Date: Mon, 01 Sep 1997 12:53:40 +0900
Subject: [eml:04260] 航空機事故とヘリコプター

初めまして。
名古屋工業大学社会開発工学科社会基盤計画学(インフラ計画のようなものです)
研究室の小池ともうします。よろしくお願いします。

さて、私は海上空港(主に関西国際空港や中部新国際空港)で飛行機が事故った
時の負傷者の方の搬送やら医療スタッフの方の輸送をシミュレーションして,そ
の結果から飛行機事故を考慮した道路計画とかヘリポートの計画とかいうものを
たてられないものかと,いろいろ頭をひねっております。
ご挨拶かたがた,9/12に土木学会全国大会(中央大)での発表概略を紹介さ
せていただきます(より詳しい講演要旨も収載されています)。

関西国際空港では,ヘリコプターの活用が緊急計画の中でいろいろ議論されてい
るようですが,所要時間予測などがいまいちぱっとしない。
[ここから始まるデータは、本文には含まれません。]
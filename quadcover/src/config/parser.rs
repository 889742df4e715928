//! INI parsing logic for converting `Ini` → `ConfigFile`.
//!
//! This module contains the `parse_ini()` function and its helpers.
//! It is the single place where INI key names are mapped to struct fields.

use std::path::PathBuf;

use ini::Ini;

use super::file::ConfigFileError;
use super::settings::ConfigFile;
use crate::catalog::TargetSelector;
use crate::coord::{MAX_ZOOM, MIN_ZOOM};
use crate::download::{parse_date, UrlTemplate};

/// Separator between target selectors in `[targets] select`.
pub const TARGET_SEPARATOR: char = '|';

fn invalid(section: &str, key: &str, value: &str, reason: &str) -> ConfigFileError {
    ConfigFileError::InvalidValue {
        section: section.to_string(),
        key: key.to_string(),
        value: value.to_string(),
        reason: reason.to_string(),
    }
}

fn parse_zoom(section: &str, key: &str, v: &str) -> Result<u8, ConfigFileError> {
    let reason = format!("must be an integer from {} to {}", MIN_ZOOM, MAX_ZOOM);
    let zoom: u8 = v
        .trim()
        .parse()
        .map_err(|_| invalid(section, key, v, &reason))?;
    if !(MIN_ZOOM..=MAX_ZOOM).contains(&zoom) {
        return Err(invalid(section, key, v, &reason));
    }
    Ok(zoom)
}

fn parse_bool(section: &str, key: &str, v: &str) -> Result<bool, ConfigFileError> {
    match v.trim().to_lowercase().as_str() {
        "true" | "yes" | "1" | "on" => Ok(true),
        "false" | "no" | "0" | "off" => Ok(false),
        _ => Err(invalid(section, key, v, "must be true or false")),
    }
}

fn optional_text(v: &str) -> Option<String> {
    let v = v.trim();
    (!v.is_empty()).then(|| v.to_string())
}

/// Parses a delimiter value. Accepts a single character or `tab`.
fn parse_delimiter(v: &str) -> Option<char> {
    match v.trim() {
        "tab" | "\\t" => Some('\t'),
        "pipe" => Some('|'),
        other => {
            let mut chars = other.chars();
            match (chars.next(), chars.next()) {
                (Some(c), None) => Some(c),
                _ => None,
            }
        }
    }
}

/// Parse a `|`-separated selector list.
fn parse_selectors(v: &str) -> Result<Vec<TargetSelector>, String> {
    v.split(TARGET_SEPARATOR)
        .map(str::trim)
        .filter(|s| !s.is_empty())
        .map(|s| s.parse::<TargetSelector>().map_err(|e| e.to_string()))
        .collect()
}

/// Parse an `Ini` object into a `ConfigFile`.
///
/// Starts from `ConfigFile::default()` and overlays any values found in the INI.
pub(super) fn parse_ini(ini: &Ini) -> Result<ConfigFile, ConfigFileError> {
    let mut config = ConfigFile::default();

    // [coverage] section
    if let Some(section) = ini.section(Some("coverage")) {
        if let Some(v) = section.get("radius_m") {
            let radius: f64 = v.trim().parse().map_err(|_| {
                invalid("coverage", "radius_m", v, "must be a positive number of metres")
            })?;
            if !radius.is_finite() || radius <= 0.0 {
                return Err(invalid(
                    "coverage",
                    "radius_m",
                    v,
                    "must be a positive number of metres",
                ));
            }
            config.coverage.radius_m = radius;
        }
        if let Some(v) = section.get("fine_zoom") {
            config.coverage.fine_zoom = parse_zoom("coverage", "fine_zoom", v)?;
        }
        if let Some(v) = section.get("coarse_zoom") {
            config.coverage.coarse_zoom = parse_zoom("coverage", "coarse_zoom", v)?;
        }
        if let Some(v) = section.get("quadrant_segments") {
            let segments: u32 = v.trim().parse().map_err(|_| {
                invalid("coverage", "quadrant_segments", v, "must be a positive integer")
            })?;
            if segments == 0 {
                return Err(invalid(
                    "coverage",
                    "quadrant_segments",
                    v,
                    "must be a positive integer",
                ));
            }
            config.coverage.quadrant_segments = segments;
        }
    }

    if config.coverage.coarse_zoom > config.coverage.fine_zoom {
        return Err(invalid(
            "coverage",
            "coarse_zoom",
            &config.coverage.coarse_zoom.to_string(),
            &format!(
                "must not exceed fine_zoom ({})",
                config.coverage.fine_zoom
            ),
        ));
    }

    // [catalog] section
    if let Some(section) = ini.section(Some("catalog")) {
        if let Some(v) = section.get("path") {
            config.catalog.path = optional_text(v).map(|p| expand_tilde(&p));
        }
        if let Some(v) = section.get("delimiter") {
            config.catalog.delimiter = parse_delimiter(v).ok_or_else(|| {
                invalid(
                    "catalog",
                    "delimiter",
                    v,
                    "must be a single character, 'tab' or 'pipe'",
                )
            })?;
        }
        if let Some(v) = section.get("country") {
            config.catalog.country = optional_text(v);
        }
        if let Some(v) = section.get("type") {
            config.catalog.kind = optional_text(v);
        }
    }

    // [targets] section
    if let Some(section) = ini.section(Some("targets")) {
        if let Some(v) = section.get("select") {
            config.targets.selectors =
                parse_selectors(v).map_err(|reason| invalid("targets", "select", v, &reason))?;
        }
    }

    // [download] section
    if let Some(section) = ini.section(Some("download")) {
        if let Some(v) = section.get("enabled") {
            config.download.enabled = parse_bool("download", "enabled", v)?;
        }
        if let Some(v) = section.get("start") {
            config.download.start = match optional_text(v) {
                Some(text) => Some(parse_date(&text).map_err(|_| {
                    invalid("download", "start", v, "expected a date like 2021-07-01")
                })?),
                None => None,
            };
        }
        if let Some(v) = section.get("end") {
            config.download.end = match optional_text(v) {
                Some(text) => Some(parse_date(&text).map_err(|_| {
                    invalid("download", "end", v, "expected a date like 2021-08-31")
                })?),
                None => None,
            };
        }
        if let Some(v) = section.get("bucket") {
            let v = v.trim();
            if v.is_empty() {
                return Err(invalid("download", "bucket", v, "must not be empty"));
            }
            config.download.bucket = v.to_string();
        }
        if let Some(v) = section.get("url_template") {
            let template = UrlTemplate::new(v.trim())
                .map_err(|e| invalid("download", "url_template", v, &e.to_string()))?;
            config.download.url_template = template.as_str().to_string();
        }
        if let Some(v) = section.get("timeout") {
            let timeout: u64 = v.trim().parse().map_err(|_| {
                invalid("download", "timeout", v, "must be a positive integer (seconds)")
            })?;
            if timeout == 0 {
                return Err(invalid(
                    "download",
                    "timeout",
                    v,
                    "must be a positive integer (seconds)",
                ));
            }
            config.download.timeout_secs = timeout;
        }
    }

    if let (Some(start), Some(end)) = (config.download.start, config.download.end) {
        if start > end {
            return Err(invalid(
                "download",
                "end",
                &end.to_string(),
                &format!("must not be before start ({})", start),
            ));
        }
    }

    // [output] section
    if let Some(section) = ini.section(Some("output")) {
        if let Some(v) = section.get("directory") {
            let v = v.trim();
            if !v.is_empty() {
                config.output.directory = expand_tilde(v);
            }
        }
        if let Some(v) = section.get("quadkey_list") {
            config.output.quadkey_list = optional_text(v).map(|p| expand_tilde(&p));
        }
    }

    // [logging] section
    if let Some(section) = ini.section(Some("logging")) {
        if let Some(v) = section.get("file") {
            let v = v.trim();
            if !v.is_empty() {
                config.logging.file = expand_tilde(v);
            }
        }
    }

    Ok(config)
}

/// Expand `~` to home directory.
fn expand_tilde(path: &str) -> PathBuf {
    if let Some(rest) = path.strip_prefix("~/") {
        if let Some(home) = dirs::home_dir() {
            return home.join(rest);
        }
    } else if path == "~" {
        if let Some(home) = dirs::home_dir() {
            return home;
        }
    }
    PathBuf::from(path)
}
そこで自分で計算し
てみようということで,川崎医科大で行われた救急ヘリコプター実用化研究の報
告書(1993)から,データを拾って確率分布で到着時間の予測を行いました。
結果だけかいつまみますと
1,だいたい90%の確率で通報をうけてから75分以内には関空に着くことが
  期待できる。
2,だいたい90%の確率で通報をうけてから90分以内には負傷者を乗せて医
  療機関に着くことが期待できる。
3,3機のヘリコプターの活動を想定したとき,前機が離陸してから次機が着陸
  するまでに必要な間隔を5分と想定すると,約80%の確率で待ち合わせが
  生じ(関空にはヘリコプターの着陸帯がひとつしかないので),その場合の
  平均ロスタイムは10分強になると思われる。

そもそも,救急ヘリコプター実用化研究のデータ通りの活動が現状の態勢で可能
かどうかも疑問なんですが・・。
ヘリコプターが航空機事故の救命・救急活動のなかでどのような分野でどのくら
い期待していいのかを考えるときに少しでも役にたてればと思います。ご意見等
お聞かせ下されば,うれしく思います。

では、これにて
今後ともよろしくお願いします。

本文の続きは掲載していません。